Setting the country on the path to a cashless economy has been one of Mr Rwangombwa’s priorities and the central bank launched a multi-year awareness campaign, which has driven financial inclusion (now at 77%) and also proved vital during the Covid-19 pandemic. In March, the central bank announced that mobile money transfers and contactless payments would be free for three months to boost encourage digital payments. As a result, the level of retail e-payments rose to 54% of gross domestic product in June 2020, which means it is well on its way to hitting its target of 80% by 2024. 

The strength of Rwanda’s banks also proved fortuitous during the coronavirus crisis, with sufficient capital and liquidity built up over successive years of robust economic growth. The NBR was quick to take action to support the banks’ liquidity — it lowered the reserve requirements of banks from 5% to 4%, which injected Rwf23bn ($23m) into the banks, and announced a Rwf50bn stimulus package that banks could fall back on — yet , as of September, only 12% of the facility had been accessed by banks.

“Achieving the NBR’s mission of price stability and a sound financial system was satisfying in normal times, but keeping that momentum in the Covid-19 crisis was rewarding,” says Mr Rwangombwa. “This required prompt, bold and well-informed but unprecedented policy decisions in the wake of the pandemic, thanks to the country’s stable macroeconomic and conducive business environment.”

Despite the difficulties faced during the pandemic, the NBR has pushed ahead with upgrading its automated payment system, Rwanda Integrated Payment Processing System, expected to go live in February.
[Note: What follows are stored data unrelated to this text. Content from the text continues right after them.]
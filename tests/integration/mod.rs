
use std::path::PathBuf;
use std::process::{Command, Output};

pub fn fixture(name: &str) -> PathBuf {
    PathBuf::from(env!("CARGO_MANIFEST_DIR"))
        .join("tests/fixtures")
        .join(name)
}

pub fn run_csv2json(args: &[&str]) -> Output {
    Command::new(env!("CARGO_BIN_EXE_csv2json"))
        .args(args)
        .env_remove("RUST_LOG")
        .output()
        .expect("failed to run csv2json")
}
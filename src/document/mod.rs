//! Record and document model for converted CSV rows

use serde::ser::{SerializeMap, SerializeSeq};
use serde::{Serialize, Serializer};

/// A single cell as it appears in the output
#[derive(Debug, Clone, PartialEq, Eq)]
pub enum FieldValue {
    /// Cell present in the row
    Text(String),
    /// Row was shorter than the header
    Missing,
    /// Cells beyond the header width
    Overflow(Vec<String>),
}

impl FieldValue {
    pub fn as_text(&self) -> Option<&str> {
        match self {
            FieldValue::Text(text) => Some(text),
            _ => None,
        }
    }

    pub fn is_missing(&self) -> bool {
        matches!(self, FieldValue::Missing)
    }
}

impl From<&str> for FieldValue {
    fn from(text: &str) -> Self {
        FieldValue::Text(text.to_string())
    }
}

impl Serialize for FieldValue {
    fn serialize<S: Serializer>(&self, serializer: S) -> Result<S::Ok, S::Error> {
        match self {
            FieldValue::Text(text) => serializer.serialize_str(text),
            FieldValue::Missing => serializer.serialize_none(),
            FieldValue::Overflow(cells) => {
                let mut seq = serializer.serialize_seq(Some(cells.len()))?;
                for cell in cells {
                    seq.serialize_element(cell)?;
                }
                seq.end()
            }
        }
    }
}

/// One CSV row keyed by header column, in header order.
///
/// Inserting an existing key replaces its value in place, so a repeated
/// header column keeps the position of its first occurrence and the value of
/// its last.
#[derive(Debug, Clone, Default, PartialEq, Eq)]
pub struct Record {
    fields: Vec<(String, FieldValue)>,
}

impl Record {
    pub fn new() -> Self {
        Self::default()
    }

    pub fn with_capacity(capacity: usize) -> Self {
        Self {
            fields: Vec::with_capacity(capacity),
        }
    }

    pub fn insert(&mut self, key: &str, value: FieldValue) {
        match self.fields.iter_mut().find(|(existing, _)| existing == key) {
            Some((_, slot)) => *slot = value,
            None => self.fields.push((key.to_string(), value)),
        }
    }

    pub fn get(&self, key: &str) -> Option<&FieldValue> {
        self.fields
            .iter()
            .find(|(existing, _)| existing == key)
            .map(|(_, value)| value)
    }

    pub fn keys(&self) -> impl Iterator<Item = &str> {
        self.fields.iter().map(|(key, _)| key.as_str())
    }
}

impl Serialize for Record {
    fn serialize<S: Serializer>(&self, serializer: S) -> Result<S::Ok, S::Error> {
        let mut map = serializer.serialize_map(Some(self.fields.len()))?;
        for (key, value) in &self.fields {
            map.serialize_entry(key, value)?;
        }
        map.end()
    }
}

/// All records read from one input, in row order
#[derive(Debug, Clone, Default, PartialEq, Eq, Serialize)]
#[serde(transparent)]
pub struct Document {
    records: Vec<Record>,
}

impl Document {
    pub fn new(records: Vec<Record>) -> Self {
        Self { records }
    }

    pub fn records(&self) -> &[Record] {
        &self.records
    }

    pub fn len(&self) -> usize {
        self.records.len()
    }

    pub fn is_empty(&self) -> bool {
        self.records.is_empty()
    }

    /// Number of distinct keys across all records
    pub fn column_count(&self) -> usize {
        let mut seen: Vec<&str> = Vec::new();
        for key in self.records.iter().flat_map(|record| record.keys()) {
            if !seen.contains(&key) {
                seen.push(key);
            }
        }
        seen.len()
    }
}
The enhanced platform will play a key role in facilitating cross-border payments, which he believes will be critical for the African Free Trade Agreement commencing in January.

Mr Rwangombwa adds: “Looking forward, we are very excited to be part of the Kigali International Financial Centre ecosystem, an initiative that seeks to position Rwanda as a preferred financial jurisdiction for investments into Africa and creating alternatives for mobilising capital, thus reducing over-reliance on traditional avenues.”